With a mixture of plastic and burlap bags, the group set out from Twin Post Road towards Hale Reservation.
By James Kinneen
Hometown Weekly Reporter
If you’ve spotted giant bags of trash laid out on the sidewalks of Westwood this week, you may have wondered what's going on. But while your mind may wander to teenagers dumping beer cans or people getting rid of items the trash won’t take, it’s actually the exact opposite. From Saturday the 17th to Saturday the 25th, in honor of Earth Day, Westwood Community Trails and Hale Reservation teamed up to clean the town.
With locations ranging from almost all the schools in town to the Bubbling Brook area, there were no shortages of places Westwood residents could volunteer to clean. If you were looking to help, once you’d signed up and adopted a location to clean, your first stop should have been to Hale Reservation. Just past the entrance gates, organizers had bags, gloves and equipment sitting outside for anyone to grab.
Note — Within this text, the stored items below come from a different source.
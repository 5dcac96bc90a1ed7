//! Scrollable list of media items with a single selection.

use ratatui::{
    layout::Rect,
    text::{Line, Span},
    widgets::{Block, Paragraph},
    Frame,
};
use space_core::MediaItem;
use unicode_width::{UnicodeWidthChar, UnicodeWidthStr};

use crate::theme::{style_default, style_muted, style_selected};

#[derive(Default)]
pub struct MediaList {
    items: Vec<MediaItem>,
    selected: usize,
    scroll_offset: usize,
}

impl MediaList {
    pub fn new() -> Self {
        Self::default()
    }

    pub fn set_items(&mut self, items: Vec<MediaItem>) {
        self.items = items;
        self.selected = 0;
        self.scroll_offset = 0;
    }

    pub fn items(&self) -> &[MediaItem] {
        &self.items
    }

    pub fn select_up(&mut self, n: usize) {
        self.selected = self.selected.saturating_sub(n);
    }

    pub fn select_down(&mut self, n: usize) {
        if self.items.is_empty() {
            return;
        }
        self.selected = (self.selected + n).min(self.items.len() - 1);
    }

    pub fn select_first(&mut self) {
        self.selected = 0;
        self.scroll_offset = 0;
    }

    pub fn select_last(&mut self) {
        self.selected = self.items.len().saturating_sub(1);
    }

    /// Keep the selection in range after items were removed.
    pub fn clamp_selection(&mut self) {
        if self.selected >= self.items.len() {
            self.selected = self.items.len().saturating_sub(1);
        }
    }

    pub fn selected_item(&self) -> Option<&MediaItem> {
        self.items.get(self.selected)
    }

    pub fn selected_index(&self) -> usize {
        self.selected
    }

    pub fn len(&self) -> usize {
        self.items.len()
    }

    pub fn is_empty(&self) -> bool {
        self.items.is_empty()
    }

    fn ensure_visible(&mut self, height: usize) {
        if height == 0 {
            return;
        }
        if self.selected < self.scroll_offset {
            self.scroll_offset = self.selected;
        } else if self.selected >= self.scroll_offset + height {
            self.scroll_offset = self.selected + 1 - height;
        }
    }

    /// Render inside `block`.  `row` builds the spans for one item; the
    /// list adds the card number and the selection highlight.
    pub fn draw<F>(&mut self, frame: &mut Frame, area: Rect, block: Block, focused: bool, row: F)
    where
        F: Fn(&MediaItem) -> Vec<Span<'static>>,
    {
        let inner = block.inner(area);
        frame.render_widget(block, area);

        let height = inner.height as usize;
        self.ensure_visible(height);

        let lines: Vec<Line> = self
            .items
            .iter()
            .enumerate()
            .skip(self.scroll_offset)
            .take(height)
            .map(|(idx, item)| {
                let mut spans = vec![Span::styled(format!("{:>2}. ", idx + 1), style_muted())];
                spans.extend(row(item));
                let line = Line::from(spans);
                if focused && idx == self.selected {
                    line.style(style_selected())
                } else {
                    line.style(style_default())
                }
            })
            .collect();
        frame.render_widget(Paragraph::new(lines), inner);
    }
}

/// Cut `text` to at most `max_width` terminal cells, adding an ellipsis.
pub fn truncate(text: &str, max_width: usize) -> String {
    if text.width() <= max_width {
        return text.to_string();
    }
    let mut width = 0;
    let mut out = String::new();
    for c in text.chars() {
        let w = c.width().unwrap_or(0);
        if width + w > max_width.saturating_sub(1) {
            out.push('…');
            return out;
        }
        width += w;
        out.push(c);
    }
    out
}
While she acknowledged that unlike in the seventies, people tend not to be purposefully littering, Hale’s Paula McLaughlin explained: “We do this once a year, so there’s unfortunately never a shortage of trash.”
But while there may be a lot of trash, there are also a lot of people willing to pick it up. While looking at the list of places to volunteer, McLaughlin acknowledged the list of places to pick up trash was almost full, as “there’s no shortage of people who really want to roll up their sleeves and maintain Westwood’s beauty.”
One group of those willing people met at Twin Post Road on Saturday morning, looking to take part in an extensive three to three-and-a-half-mile hike that would, according to Westwood Trails’ Richard de Rayna, “go along six different Westwood green spaces and clean up whatever we see along the side of the road or in the green spaces, which are Sen Ki, across High St, to the Sheehan Field, then over to the Buckmaster Field, and then down some of the roads towards the Senior Center and then the Thurston Middle School Field into Lyman Pond Reservation, and then we’re going to double back and cut through First Baptist and St. Margaret Mary and then go through the Baker area and pick up whatever we can find.”
While it was not his first year taking part in the event, de Reyna did say it was his first time doing this specific, extremely extensive hike. While COVID didn’t allow the group to do so last year, the year before that, the group managed to pull eight bags of trash out of the Lovell Woods alone. To say the least, they had their work cut out for them, with COVID-19 meaning some of these places may not have been cleaned in two years.
Luckily for Westwood, while there may be new trash piles every year, there are always selfless town residents willing to clean their hometown.